Garante privacy, in sperimentazioni più tutele per pazienti

Farmaci | Redazione DottNet | 16/09/2008 15:18

Maggiori tutele per i pazienti che partecipano alle sperimentazioni cliniche di farmaci.
Stringenti misure di sicurezza e ridotti tempi di conservazione dei dati e dei campioni biologici. Una più chiara distinzione tra il consenso al trattamento medico e quello al trattamento dei dati personali.
 

Sono le principali novità introdotte dal provvedimento generale sulle 'Linee guida per i trattamenti di dati personali nell'ambito delle sperimentazioni cliniche di medicinali', adottato in via definitiva dal Garante della privacy.
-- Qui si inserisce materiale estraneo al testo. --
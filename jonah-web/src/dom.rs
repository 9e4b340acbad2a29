use wasm_bindgen::JsCast;
use wasm_bindgen::prelude::*;
use web_sys::{Document, Storage, Window};

/// Retrieve the global `window` object, if running in a browser.
#[must_use]
pub fn window() -> Option<Window> {
    web_sys::window()
}

#[must_use]
pub fn document() -> Option<Document> {
    window().and_then(|win| win.document())
}

/// Convert a JavaScript value into a readable string for error reporting.
#[must_use]
pub fn js_error_message(value: &JsValue) -> String {
    value
        .as_string()
        .or_else(|| {
            value
                .dyn_ref::<js_sys::Error>()
                .map(|err| err.message().into())
        })
        .unwrap_or_else(|| format!("{value:?}"))
}

/// Access the browser `localStorage` handle.
///
/// # Errors
/// Returns an error if there is no window or `localStorage` is disabled.
pub fn local_storage() -> Result<Storage, JsValue> {
    window()
        .ok_or_else(|| JsValue::from_str("window unavailable"))?
        .local_storage()?
        .ok_or_else(|| JsValue::from_str("localStorage unavailable"))
}

/// Wall clock in milliseconds, used to drive the save debounce.
#[must_use]
pub fn now_ms() -> u64 {
    let now = js_sys::Date::now();
    if now.is_finite() && now > 0.0 {
        now as u64
    } else {
        0
    }
}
Il provvedimento è stato inviato al Ministero della Salute, all'Istituto superiore di sanità, all'Agenzia italiana del farmaco e alla Conferenza Stato-Regioni.
Con l'introduzione di regole ad hoc, "l'Italia - si legge nella newsletter dell'Autorità - si pone all'avanguardia in Europa nella protezione della privacy delle persone che si sottopongono alle sperimentazioni di nuovi farmaci. Il provvedimento è stato messo a
punto sulla base delle numerose criticità emerse a seguito di accertamenti e verifiche in società farmaceutiche ed enti di ricerca e tiene conto anche di osservazioni e commenti di soggetti pubblici e privati, ai quali era stato sottoposto con consultazione pubblica".